The following data has a line with "fn disable_star(&mut self, id: StarId);" and a line with "fn set_player_velocity_y(&mut self, vy: f32);". Write out exactly those lines and all the lines between them.

=== Section Start ===

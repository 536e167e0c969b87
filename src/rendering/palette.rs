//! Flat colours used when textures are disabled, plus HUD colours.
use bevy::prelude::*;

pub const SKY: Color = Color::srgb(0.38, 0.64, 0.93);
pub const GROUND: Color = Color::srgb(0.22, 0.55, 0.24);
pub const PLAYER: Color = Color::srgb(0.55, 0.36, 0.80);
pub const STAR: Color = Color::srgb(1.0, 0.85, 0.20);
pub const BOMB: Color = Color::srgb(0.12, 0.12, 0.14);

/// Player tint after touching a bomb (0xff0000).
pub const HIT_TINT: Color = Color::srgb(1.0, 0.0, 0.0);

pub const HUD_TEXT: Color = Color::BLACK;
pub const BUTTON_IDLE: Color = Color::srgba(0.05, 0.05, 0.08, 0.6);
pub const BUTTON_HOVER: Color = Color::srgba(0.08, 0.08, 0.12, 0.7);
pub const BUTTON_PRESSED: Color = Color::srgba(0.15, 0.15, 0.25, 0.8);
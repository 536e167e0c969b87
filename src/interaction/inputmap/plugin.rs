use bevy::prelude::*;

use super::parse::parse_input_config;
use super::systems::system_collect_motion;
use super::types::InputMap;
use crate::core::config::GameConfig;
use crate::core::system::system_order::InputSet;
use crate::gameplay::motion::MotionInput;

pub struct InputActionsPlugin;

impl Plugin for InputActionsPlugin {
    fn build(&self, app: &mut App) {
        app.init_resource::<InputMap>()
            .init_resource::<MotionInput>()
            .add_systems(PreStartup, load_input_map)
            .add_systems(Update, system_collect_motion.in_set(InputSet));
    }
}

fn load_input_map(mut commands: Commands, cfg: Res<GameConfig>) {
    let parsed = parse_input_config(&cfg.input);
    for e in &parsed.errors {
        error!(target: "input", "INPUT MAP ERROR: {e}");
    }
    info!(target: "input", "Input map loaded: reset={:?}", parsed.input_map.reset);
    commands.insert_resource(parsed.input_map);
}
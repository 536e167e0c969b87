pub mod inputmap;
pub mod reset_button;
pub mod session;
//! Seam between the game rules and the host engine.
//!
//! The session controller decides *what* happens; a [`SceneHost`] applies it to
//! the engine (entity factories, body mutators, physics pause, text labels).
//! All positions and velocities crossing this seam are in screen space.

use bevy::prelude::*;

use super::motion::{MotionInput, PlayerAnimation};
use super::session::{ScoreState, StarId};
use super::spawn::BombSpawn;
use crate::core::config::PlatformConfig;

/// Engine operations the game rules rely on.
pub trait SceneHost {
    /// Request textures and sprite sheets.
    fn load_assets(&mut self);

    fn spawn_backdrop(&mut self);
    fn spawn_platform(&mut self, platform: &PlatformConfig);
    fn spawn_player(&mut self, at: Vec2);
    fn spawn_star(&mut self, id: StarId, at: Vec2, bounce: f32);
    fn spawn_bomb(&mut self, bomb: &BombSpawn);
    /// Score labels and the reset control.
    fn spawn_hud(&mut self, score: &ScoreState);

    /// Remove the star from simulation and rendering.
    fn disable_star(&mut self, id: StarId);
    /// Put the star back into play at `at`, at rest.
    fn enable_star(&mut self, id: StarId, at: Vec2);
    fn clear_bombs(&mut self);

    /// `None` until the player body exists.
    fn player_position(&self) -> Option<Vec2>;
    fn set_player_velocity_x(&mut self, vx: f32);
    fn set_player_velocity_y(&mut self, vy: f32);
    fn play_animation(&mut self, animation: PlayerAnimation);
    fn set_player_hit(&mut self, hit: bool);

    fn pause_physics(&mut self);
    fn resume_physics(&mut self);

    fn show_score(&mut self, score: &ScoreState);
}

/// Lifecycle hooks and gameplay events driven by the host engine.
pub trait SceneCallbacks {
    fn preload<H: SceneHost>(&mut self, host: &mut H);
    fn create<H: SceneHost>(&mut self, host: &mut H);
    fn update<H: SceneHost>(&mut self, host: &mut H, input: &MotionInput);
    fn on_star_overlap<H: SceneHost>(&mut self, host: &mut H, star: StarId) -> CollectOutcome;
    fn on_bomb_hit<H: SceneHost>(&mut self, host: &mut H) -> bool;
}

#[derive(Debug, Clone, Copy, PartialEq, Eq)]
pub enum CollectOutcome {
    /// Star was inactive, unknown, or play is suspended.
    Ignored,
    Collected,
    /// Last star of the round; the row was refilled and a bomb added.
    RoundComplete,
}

=== Section End ===

**Answer to the problem**
    fn disable_star(&mut self, id: StarId);
    /// Put the star back into play at `at`, at rest.
    fn enable_star(&mut self, id: StarId, at: Vec2);
    fn clear_bombs(&mut self);

    /// `None` until the player body exists.
    fn player_position(&self) -> Option<Vec2>;
    fn set_player_velocity_x(&mut self, vx: f32);
    fn set_player_velocity_y(&mut self, vy: f32);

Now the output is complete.